▶ _EXERCISE BRIEF_
Check the records below for the word "impl" and state how many lines contain it, replying with the number only.

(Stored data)
• • • • •

use clap::Parser;
use std::path::PathBuf;

#[derive(Parser, Debug)]
#[command(
    name = "fitqd",
    version,
    about = "Offer-matching job admission daemon (line-protocol harness)"
)]
pub struct Fitqd {
    /// Path to a config file
    #[arg(short, long)]
    pub config: Option<PathBuf>,

    #[command(flatten)]
    pub verbose: clap_verbosity_flag::Verbosity,
}
use crate::error::{Error, Result};
use serde::{Deserialize, Serialize};

/// A `[min, max]` elastic demand pair.
///
/// `min` is the smallest grant the job can run with, `max` the amount it can
/// usefully consume. Validated at construction; `min <= max` always holds.
#[derive(Debug, Clone, Copy, PartialEq, Serialize, Deserialize)]
pub struct Elastic<T> {
    min: T,
    max: T,
}

impl<T: Copy> Elastic<T> {
    pub fn min(&self) -> T {
        self.min
    }

    pub fn max(&self) -> T {
        self.max
    }
}

impl Elastic<f64> {
    pub fn new(min: f64, max: f64) -> Result<Self> {
        if !(0.0..=max).contains(&min) || !max.is_finite() {
            return Err(Error::InvalidDemand { min, max });
        }
        Ok(Self { min, max })
    }
}

impl Elastic<u64> {
    pub fn new(min: u64, max: u64) -> Result<Self> {
        if min > max {
            return Err(Error::InvalidDemand {
                min: min as f64,
                max: max as f64,
            });
        }
        Ok(Self { min, max })
    }
}

/// A unit of work awaiting dispatch.
///
/// The id is issued by `JobQueue::issue_job_id` at submission time, never by
/// the builder. A job carries no grant of its own; the concrete resource
/// assignment is produced during dispatch and owned by the dispatch caller.
#[derive(Debug, Clone, PartialEq, Serialize, Deserialize)]
pub struct Job {
    pub id: u32,
    pub name: Option<String>,
    pub command: Option<String>,
    pub cpu: Elastic<f64>,
    pub mem_mb: Elastic<u64>,
}

impl Job {
    pub fn builder() -> JobBuilder {
        JobBuilder::new()
    }
}

#[derive(Default)]
pub struct JobBuilder {
    name: Option<String>,
    command: Option<String>,
    cpu_min: f64,
    cpu_max: f64,
    mem_min_mb: u64,
    mem_max_mb: u64,
}

impl JobBuilder {
    pub fn new() -> Self {
        Self::default()
    }

    pub fn name(mut self, name: impl Into<String>) -> Self {
        self.name = Some(name.into());
        self
    }

    pub fn command(mut self, command: impl Into<String>) -> Self {
        self.command = Some(command.into());
        self
    }

    /// Elastic cpu demand in cores.
    pub fn cpu(mut self, min: f64, max: f64) -> Self {
        self.cpu_min = min;
        self.cpu_max = max;
        self
    }

    /// Elastic memory demand in MB.
    pub fn mem_mb(mut self, min: u64, max: u64) -> Self {
        self.mem_min_mb = min;
        self.mem_max_mb = max;
        self
    }

    /// Fixed (non-elastic) demand: min == max for both dimensions.
    pub fn fixed(self, cpu: f64, mem_mb: u64) -> Self {
        self.cpu(cpu, cpu).mem_mb(mem_mb, mem_mb)
    }

    pub fn build(self) -> Result<Job> {
        Ok(Job {
            id: 0,
            name: self.name,
            command: self.command,
            cpu: Elastic::<f64>::new(self.cpu_min, self.cpu_max)?,
            mem_mb: Elastic::<u64>::new(self.mem_min_mb, self.mem_max_mb)?,
        })
    }
}

#[cfg(test)]
mod tests {
    use super::*;

    #[test]
    fn test_builder_validates_demands() {
        let job = Job::builder()
            .name("train")
            .command("python train.py")
            .cpu(1.0, 2.0)
            .mem_mb(100, 200)
            .build()
            .unwrap();
        assert_eq!(job.id, 0);
        assert_eq!(job.cpu.min(), 1.0);
        assert_eq!(job.cpu.max(), 2.0);
        assert_eq!(job.mem_mb.max(), 200);
    }

    #[test]
    fn test_builder_rejects_inverted_demand() {
        let err = Job::builder().cpu(2.0, 1.0).build().unwrap_err();
        assert!(matches!(err, Error::InvalidDemand { .. }));

        let err = Job::builder().mem_mb(512, 256).build().unwrap_err();
        assert!(matches!(err, Error::InvalidDemand { .. }));
    }

    #[test]
    fn test_builder_rejects_negative_cpu() {
        let err = Job::builder().cpu(-1.0, 1.0).build().unwrap_err();
        assert!(matches!(err, Error::InvalidDemand { .. }));
    }

    #[test]
    fn test_fixed_demand_is_degenerate_elastic() {
        let job = Job::builder().fixed(0.5, 64).build().unwrap();
        assert_eq!(job.cpu.min(), job.cpu.max());
        assert_eq!(job.mem_mb.min(), job.mem_mb.max());
    }
}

• • • • •

▶ _SOLUTION FOR THIS PROBLEM_
7